(Collected data entries)
>>>>

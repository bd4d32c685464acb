//! # gitpulse-git
//!
//! Repository statistics computed from `git log` output.
//!
//! ## Overview
//!
//! Each query runs git as a subprocess and parses its output while git is
//! still writing, so memory stays flat however long the history is:
//! - [`GitRepository::code_activity_stats`] - commits, authors and line
//!   counts since a point in time
//! - [`GitRepository::contributor_count`] - distinct authors on a branch
//!
//! ## Key Types
//!
//! - [`GitRepository`] - Handle to the repository on disk
//! - [`CodeActivityStats`] / [`CodeActivityAuthor`] - Activity results
//! - [`CommitStream`] - Lazy parser over log output
//! - [`StatsError`] - `Config`, `Query` or `Cancelled`
//!
//! ## Usage
//!
//! ```rust,ignore
//! use gitpulse_git::GitRepository;
//! use gitpulse_process::ExecContext;
//! use std::time::Duration;
//!
//! let repo = GitRepository::open("/srv/repos/project.git")?;
//! let ctx = ExecContext::background().with_timeout(Duration::from_secs(30));
//!
//! let stats = repo.code_activity_stats(&ctx, since, None).await?;
//! println!("{} commits by {} authors", stats.commit_count, stats.author_count);
//!
//! let contributors = repo.contributor_count(&ctx, "master", None).await?;
//! ```
//!
//! ## Errors
//!
//! A git process that was killed (cancelled context, deadline, or an outside
//! SIGKILL) yields [`StatsError::Cancelled`], never partial statistics.

mod activity;
mod contributors;
mod error;
mod parser;
mod repository;

pub use activity::{ActivityAccumulator, CodeActivityAuthor, CodeActivityStats};
pub use error::{ParseError, StatsError};
pub use parser::{CommitRecord, CommitStream, LOG_FORMAT};
pub use repository::{GitRepository, RepoOptions};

<<<<

INSTRUCTIONS FOR THE TASK | Within the entries above, find every line where the string "Duration" occurs, and copy it.

TASK SOLUTION |
//! use std::time::Duration;
//! let ctx = ExecContext::background().with_timeout(Duration::from_secs(30));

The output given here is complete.